You may ask questions – why was she so upset? Did she love Suryam? Did she know he loved her? If she did not love him why was she so upset when she heard of is death? Then what made her lose her balance of mind in her old age?

These are all questions connected to the inner life of the character whose name was just passingly mentioned once ‘Ratnam.’ She has no other identity in her life other than as someone wife, some one’s mother/mother-in-law or grandmother. She resigned herself to that bitter truth. About her relationship with Suryam, she was a child and an innocent one at that. She did not meet the woman in her when she talked or played with him. She remained a child till her marriage. Once she got married, she adjusted to her changed life. But why did she end up in an asylum was an important question. The story follows a  stream of consciousness technique in narration, where the lady in question is revealing her inner dilemmas. She not only did not love him and got attached to him innocently, but she also did not realise his love for her. He was also not enitirely an adult and his sensitive and romantic nature could not deal with the rejection. When he died, perhaps the guilt that she was responsible for his death was so deep that she buried it deep in her subconscious mind and did not want to face it. And after a long uneventful but duty-bound life her feeling of guilt, that was suppressed for so long, impacted her mental balance and she forgets everything related to her current life and her mind harps on aspects of what she had left far behind. When kamini flowers trigger her memory, she re-lives her sorrow and relieves her mind. 

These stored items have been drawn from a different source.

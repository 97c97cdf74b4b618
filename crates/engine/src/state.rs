//! In-memory store of per-address [`WalletState`].
//!
//! State is ephemeral: after a restart every address starts `Idle` and is
//! rebuilt from the first observation window. Entries are created lazily on
//! the first classification of an address and never removed.

use std::collections::HashMap;
use std::sync::Arc;

use parking_lot::RwLock;

use burstwatch_common::address::normalize;
use burstwatch_common::types::{BurstTransition, Transaction, WalletState};

use crate::classifier::BurstClassifier;

/// Shared handle to all wallet states, keyed by lowercase address.
#[derive(Clone, Default)]
pub struct WalletStateStore {
    states: Arc<RwLock<HashMap<String, WalletState>>>,
    classifier: BurstClassifier,
}

impl WalletStateStore {
    pub fn new(classifier: BurstClassifier) -> Self {
        Self {
            states: Arc::new(RwLock::new(HashMap::new())),
            classifier,
        }
    }

    /// Run the classifier for one address and apply the result atomically.
    pub fn classify(
        &self,
        address: &str,
        transactions: &[Transaction],
        chain_height: u64,
        now: i64,
    ) -> BurstTransition {
        let mut states = self.states.write();
        let state = states.entry(normalize(address)).or_default();
        self.classifier.classify(state, transactions, chain_height, now)
    }

    /// Current state of one address, if it has been observed.
    pub fn get(&self, address: &str) -> Option<WalletState> {
        self.states.read().get(&normalize(address)).cloned()
    }

    /// Snapshot of every observed address.
    pub fn all(&self) -> HashMap<String, WalletState> {
        self.states.read().clone()
    }

    /// Addresses currently bursting, sorted by address.
    pub fn bursting(&self) -> Vec<(String, WalletState)> {
        let mut bursting: Vec<_> = self
            .states
            .read()
            .iter()
            .filter(|(_, state)| state.is_bursting)
            .map(|(address, state)| (address.clone(), state.clone()))
            .collect();
        bursting.sort_by(|a, b| a.0.cmp(&b.0));
        bursting
    }

    /// Highest `last_tx_block` across all states; used as a height fallback.
    pub fn max_last_tx_block(&self) -> Option<u64> {
        self.states
            .read()
            .values()
            .map(|state| state.last_tx_block)
            .max()
    }

    /// Number of observed addresses.
    pub fn len(&self) -> usize {
        self.states.read().len()
    }

    pub fn is_empty(&self) -> bool {
        self.states.read().is_empty()
    }
}

#[cfg(test)]
mod tests {
    use super::*;
    use alloy::primitives::U256;

    const ADDR: &str = "0x00000000000000000000000000000000000000bb";
    const NOW: i64 = 1_700_000_000;

    fn tx(hash: &str, block: u64) -> Transaction {
        Transaction {
            hash: hash.to_string(),
            from: "0x00000000000000000000000000000000000000aa".to_string(),
            to: Some(ADDR.to_string()),
            value: U256::ZERO,
            block_number: block,
            timestamp: NOW,
            input: "0x".to_string(),
        }
    }

    #[test]
    fn test_state_created_lazily() {
        let store = WalletStateStore::default();
        assert!(store.is_empty());
        assert!(store.get(ADDR).is_none());

        store.classify(ADDR, &[tx("0xa", 50)], 60, NOW);

        assert_eq!(store.len(), 1);
        assert_eq!(store.get(ADDR).unwrap().last_tx_block, 50);
    }

    #[test]
    fn test_lookup_is_case_insensitive() {
        let store = WalletStateStore::default();
        store.classify(&ADDR.to_uppercase().replace("0X", "0x"), &[tx("0xa", 7)], 8, NOW);

        assert_eq!(store.len(), 1);
        assert!(store.get(ADDR).is_some());
        assert!(store.all().contains_key(ADDR));
    }

    #[test]
    fn test_bursting_and_max_block() {
        let store = WalletStateStore::default();
        let other = "0x00000000000000000000000000000000000000cc";

        let burst = vec![tx("0xc", 102), tx("0xb", 101), tx("0xa", 100)];
        assert_eq!(
            store.classify(ADDR, &burst, 103, NOW),
            BurstTransition::BurstStarted
        );
        store.classify(other, &[tx("0xd", 90)], 103, NOW);

        let bursting = store.bursting();
        assert_eq!(bursting.len(), 1);
        assert_eq!(bursting[0].0, ADDR);
        assert_eq!(store.max_last_tx_block(), Some(102));
    }

    #[test]
    fn test_max_last_tx_block_empty() {
        let store = WalletStateStore::default();
        assert_eq!(store.max_last_tx_block(), None);
    }

    #[test]
    fn test_clones_share_state() {
        let store = WalletStateStore::default();
        let handle = store.clone();
        store.classify(ADDR, &[tx("0xa", 5)], 6, NOW);
        assert_eq!(handle.len(), 1);
    }
}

It is a beautiful story that explains the inner turmoil of the woman poignantly. Here one can ask the question- would this strike a chord in the mind of today’s readers? For the most part we may not really believe it would as the social contexts have changed. In terms of the writing- the subject tone and tenor have changed almost after eight decades. Women no longer get married that early. They are probably no longer so attached to their first love. Love vis-a-vis marriage has now entered an experimental stage in India as we have contract marriages and live-in relationships and such, where the younger generation would like to experiment before they choose their forever partner, if there is one. Women recognise their right of choice and need for democratic relationships in marriage or in any kind of man-woman relationship. The innocent love and how it impacted the two young adolescent minds in this story are like a fresh breeze for the readers.